» EXERCISE DETAILS: From the entries below, copy out all lines holding "BTreeSet".

» RECORDS FOR THIS EXERCISE:
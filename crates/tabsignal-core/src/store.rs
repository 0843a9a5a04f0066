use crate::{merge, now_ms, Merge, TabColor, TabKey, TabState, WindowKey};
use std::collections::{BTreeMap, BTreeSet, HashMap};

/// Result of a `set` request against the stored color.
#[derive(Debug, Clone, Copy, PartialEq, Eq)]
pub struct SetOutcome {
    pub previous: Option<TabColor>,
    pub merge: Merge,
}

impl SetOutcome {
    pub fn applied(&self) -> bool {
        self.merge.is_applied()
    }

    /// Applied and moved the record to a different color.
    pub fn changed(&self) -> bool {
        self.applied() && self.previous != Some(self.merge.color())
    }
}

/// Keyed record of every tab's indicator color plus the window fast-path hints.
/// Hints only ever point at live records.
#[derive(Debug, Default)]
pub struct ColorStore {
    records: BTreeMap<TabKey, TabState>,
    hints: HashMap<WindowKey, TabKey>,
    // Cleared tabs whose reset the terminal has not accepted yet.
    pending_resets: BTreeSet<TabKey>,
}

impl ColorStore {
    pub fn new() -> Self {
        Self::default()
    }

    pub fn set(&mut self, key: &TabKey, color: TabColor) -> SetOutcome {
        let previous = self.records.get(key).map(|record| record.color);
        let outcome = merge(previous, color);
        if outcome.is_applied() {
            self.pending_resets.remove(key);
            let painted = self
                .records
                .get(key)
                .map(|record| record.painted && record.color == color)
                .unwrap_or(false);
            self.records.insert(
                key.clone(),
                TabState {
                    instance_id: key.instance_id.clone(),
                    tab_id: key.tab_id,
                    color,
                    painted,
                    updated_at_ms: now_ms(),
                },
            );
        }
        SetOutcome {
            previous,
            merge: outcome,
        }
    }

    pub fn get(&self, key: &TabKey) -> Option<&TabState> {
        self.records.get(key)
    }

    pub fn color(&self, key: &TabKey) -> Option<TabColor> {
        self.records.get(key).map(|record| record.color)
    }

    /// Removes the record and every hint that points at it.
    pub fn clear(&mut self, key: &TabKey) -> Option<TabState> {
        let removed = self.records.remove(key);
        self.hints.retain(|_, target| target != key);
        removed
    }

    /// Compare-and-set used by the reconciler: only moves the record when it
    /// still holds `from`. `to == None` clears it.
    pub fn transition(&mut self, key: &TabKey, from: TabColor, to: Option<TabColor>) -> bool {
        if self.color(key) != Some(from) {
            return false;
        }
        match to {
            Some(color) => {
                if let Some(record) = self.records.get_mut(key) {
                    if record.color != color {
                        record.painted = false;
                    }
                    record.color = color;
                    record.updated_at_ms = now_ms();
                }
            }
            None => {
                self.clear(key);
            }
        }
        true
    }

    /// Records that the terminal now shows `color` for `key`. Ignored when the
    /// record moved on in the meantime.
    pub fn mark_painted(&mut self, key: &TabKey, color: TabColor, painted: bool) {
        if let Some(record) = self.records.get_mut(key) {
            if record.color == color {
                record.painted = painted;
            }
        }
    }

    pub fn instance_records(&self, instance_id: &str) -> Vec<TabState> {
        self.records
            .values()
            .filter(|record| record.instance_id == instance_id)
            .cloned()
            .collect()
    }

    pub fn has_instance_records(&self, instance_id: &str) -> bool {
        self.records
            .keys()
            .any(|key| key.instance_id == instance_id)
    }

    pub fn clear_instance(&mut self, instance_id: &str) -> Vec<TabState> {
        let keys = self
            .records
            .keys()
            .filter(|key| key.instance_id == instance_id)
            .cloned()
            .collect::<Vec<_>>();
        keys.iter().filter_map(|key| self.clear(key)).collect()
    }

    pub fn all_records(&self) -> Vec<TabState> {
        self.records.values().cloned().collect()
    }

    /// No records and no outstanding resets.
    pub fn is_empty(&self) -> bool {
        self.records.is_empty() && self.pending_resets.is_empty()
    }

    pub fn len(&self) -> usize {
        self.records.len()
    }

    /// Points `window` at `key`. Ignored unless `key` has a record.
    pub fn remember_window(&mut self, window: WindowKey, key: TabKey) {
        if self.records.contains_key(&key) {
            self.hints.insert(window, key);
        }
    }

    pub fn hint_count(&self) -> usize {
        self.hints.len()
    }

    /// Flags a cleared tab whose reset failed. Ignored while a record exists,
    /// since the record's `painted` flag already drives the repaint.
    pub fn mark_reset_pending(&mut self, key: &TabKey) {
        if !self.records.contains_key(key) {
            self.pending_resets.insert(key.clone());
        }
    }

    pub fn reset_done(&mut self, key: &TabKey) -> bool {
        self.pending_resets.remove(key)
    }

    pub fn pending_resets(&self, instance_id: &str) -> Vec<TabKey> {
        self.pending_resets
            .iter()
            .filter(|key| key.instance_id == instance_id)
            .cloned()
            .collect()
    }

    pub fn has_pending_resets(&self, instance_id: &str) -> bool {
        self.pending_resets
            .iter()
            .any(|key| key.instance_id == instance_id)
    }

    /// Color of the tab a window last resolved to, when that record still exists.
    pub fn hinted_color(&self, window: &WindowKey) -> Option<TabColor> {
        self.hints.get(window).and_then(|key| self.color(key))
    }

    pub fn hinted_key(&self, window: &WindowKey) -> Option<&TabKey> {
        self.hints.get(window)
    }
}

» RESPONSE FOR THIS EXERCISE:
use std::collections::{BTreeMap, BTreeSet, HashMap};
    pending_resets: BTreeSet<TabKey>,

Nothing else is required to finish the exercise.